Material supplied:
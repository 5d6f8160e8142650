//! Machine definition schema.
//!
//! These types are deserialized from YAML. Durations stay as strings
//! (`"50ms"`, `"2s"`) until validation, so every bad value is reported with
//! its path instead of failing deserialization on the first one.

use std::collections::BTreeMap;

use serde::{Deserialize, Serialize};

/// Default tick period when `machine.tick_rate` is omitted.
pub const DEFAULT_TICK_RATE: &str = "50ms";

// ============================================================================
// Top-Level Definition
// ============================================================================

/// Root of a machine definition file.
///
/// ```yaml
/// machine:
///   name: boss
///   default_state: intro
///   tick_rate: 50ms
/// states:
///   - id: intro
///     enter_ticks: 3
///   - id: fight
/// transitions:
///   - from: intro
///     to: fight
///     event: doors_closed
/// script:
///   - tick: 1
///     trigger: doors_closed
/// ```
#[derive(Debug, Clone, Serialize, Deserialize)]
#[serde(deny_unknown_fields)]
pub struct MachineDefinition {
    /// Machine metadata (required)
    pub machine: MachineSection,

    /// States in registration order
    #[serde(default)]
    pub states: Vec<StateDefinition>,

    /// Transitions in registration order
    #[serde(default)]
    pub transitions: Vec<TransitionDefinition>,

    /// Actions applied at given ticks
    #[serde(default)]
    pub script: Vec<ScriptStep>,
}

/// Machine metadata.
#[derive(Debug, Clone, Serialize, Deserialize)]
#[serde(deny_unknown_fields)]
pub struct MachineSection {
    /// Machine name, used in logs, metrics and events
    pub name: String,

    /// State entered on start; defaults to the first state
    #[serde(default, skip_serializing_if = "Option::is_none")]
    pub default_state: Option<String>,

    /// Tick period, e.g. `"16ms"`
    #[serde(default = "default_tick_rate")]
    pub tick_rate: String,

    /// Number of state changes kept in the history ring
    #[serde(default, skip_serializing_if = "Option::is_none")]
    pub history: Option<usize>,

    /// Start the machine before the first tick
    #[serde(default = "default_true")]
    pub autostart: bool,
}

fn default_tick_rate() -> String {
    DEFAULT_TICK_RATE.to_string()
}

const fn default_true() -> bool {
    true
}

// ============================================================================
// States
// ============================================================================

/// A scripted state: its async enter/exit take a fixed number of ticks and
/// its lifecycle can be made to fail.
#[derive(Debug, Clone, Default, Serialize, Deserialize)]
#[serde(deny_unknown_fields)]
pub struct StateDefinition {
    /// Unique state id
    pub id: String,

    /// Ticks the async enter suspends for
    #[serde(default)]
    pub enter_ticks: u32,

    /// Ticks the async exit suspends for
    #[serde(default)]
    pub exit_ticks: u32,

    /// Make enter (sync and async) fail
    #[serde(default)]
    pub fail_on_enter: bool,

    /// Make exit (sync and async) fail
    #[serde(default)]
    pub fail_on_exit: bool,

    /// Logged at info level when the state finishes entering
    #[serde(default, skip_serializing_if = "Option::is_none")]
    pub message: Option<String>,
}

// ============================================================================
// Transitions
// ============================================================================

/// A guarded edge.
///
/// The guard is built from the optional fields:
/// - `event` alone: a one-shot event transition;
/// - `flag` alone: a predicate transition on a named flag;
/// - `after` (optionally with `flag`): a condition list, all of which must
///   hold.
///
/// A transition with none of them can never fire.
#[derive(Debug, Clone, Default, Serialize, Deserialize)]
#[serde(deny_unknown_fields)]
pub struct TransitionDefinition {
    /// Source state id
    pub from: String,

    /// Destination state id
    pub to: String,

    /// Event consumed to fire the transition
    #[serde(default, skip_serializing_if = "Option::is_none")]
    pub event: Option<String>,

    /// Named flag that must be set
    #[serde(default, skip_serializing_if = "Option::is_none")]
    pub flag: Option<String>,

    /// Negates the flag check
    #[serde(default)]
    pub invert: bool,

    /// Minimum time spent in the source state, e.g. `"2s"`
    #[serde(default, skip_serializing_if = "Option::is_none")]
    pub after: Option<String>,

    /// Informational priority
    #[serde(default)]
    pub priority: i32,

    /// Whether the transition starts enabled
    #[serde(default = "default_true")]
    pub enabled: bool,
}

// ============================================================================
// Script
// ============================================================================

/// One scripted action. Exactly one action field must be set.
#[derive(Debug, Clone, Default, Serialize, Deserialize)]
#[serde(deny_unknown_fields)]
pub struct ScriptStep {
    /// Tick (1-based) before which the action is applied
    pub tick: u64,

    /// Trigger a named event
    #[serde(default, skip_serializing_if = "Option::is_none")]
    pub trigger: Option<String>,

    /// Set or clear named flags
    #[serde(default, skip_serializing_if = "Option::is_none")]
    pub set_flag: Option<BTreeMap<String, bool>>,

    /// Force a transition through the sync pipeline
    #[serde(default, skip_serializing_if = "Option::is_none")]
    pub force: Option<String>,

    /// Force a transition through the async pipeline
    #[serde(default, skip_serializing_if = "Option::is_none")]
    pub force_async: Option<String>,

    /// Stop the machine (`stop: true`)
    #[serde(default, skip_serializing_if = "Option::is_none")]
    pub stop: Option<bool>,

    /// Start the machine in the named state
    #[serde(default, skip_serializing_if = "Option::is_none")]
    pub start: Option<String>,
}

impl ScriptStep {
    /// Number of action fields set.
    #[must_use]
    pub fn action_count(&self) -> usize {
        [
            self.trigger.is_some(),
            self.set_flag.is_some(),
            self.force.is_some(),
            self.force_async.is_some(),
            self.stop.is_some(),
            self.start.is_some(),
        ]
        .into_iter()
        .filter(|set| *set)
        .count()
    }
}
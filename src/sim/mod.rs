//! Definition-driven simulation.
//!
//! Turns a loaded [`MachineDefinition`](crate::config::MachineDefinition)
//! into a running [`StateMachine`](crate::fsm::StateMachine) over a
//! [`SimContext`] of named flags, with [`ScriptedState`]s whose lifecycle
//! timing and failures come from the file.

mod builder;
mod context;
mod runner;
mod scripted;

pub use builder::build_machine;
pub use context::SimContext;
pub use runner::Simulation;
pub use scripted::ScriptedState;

Exercise prompt:
Each line of the material above that contains the string "fire" adds one to the count; report the final count only.

Solution for this task:
2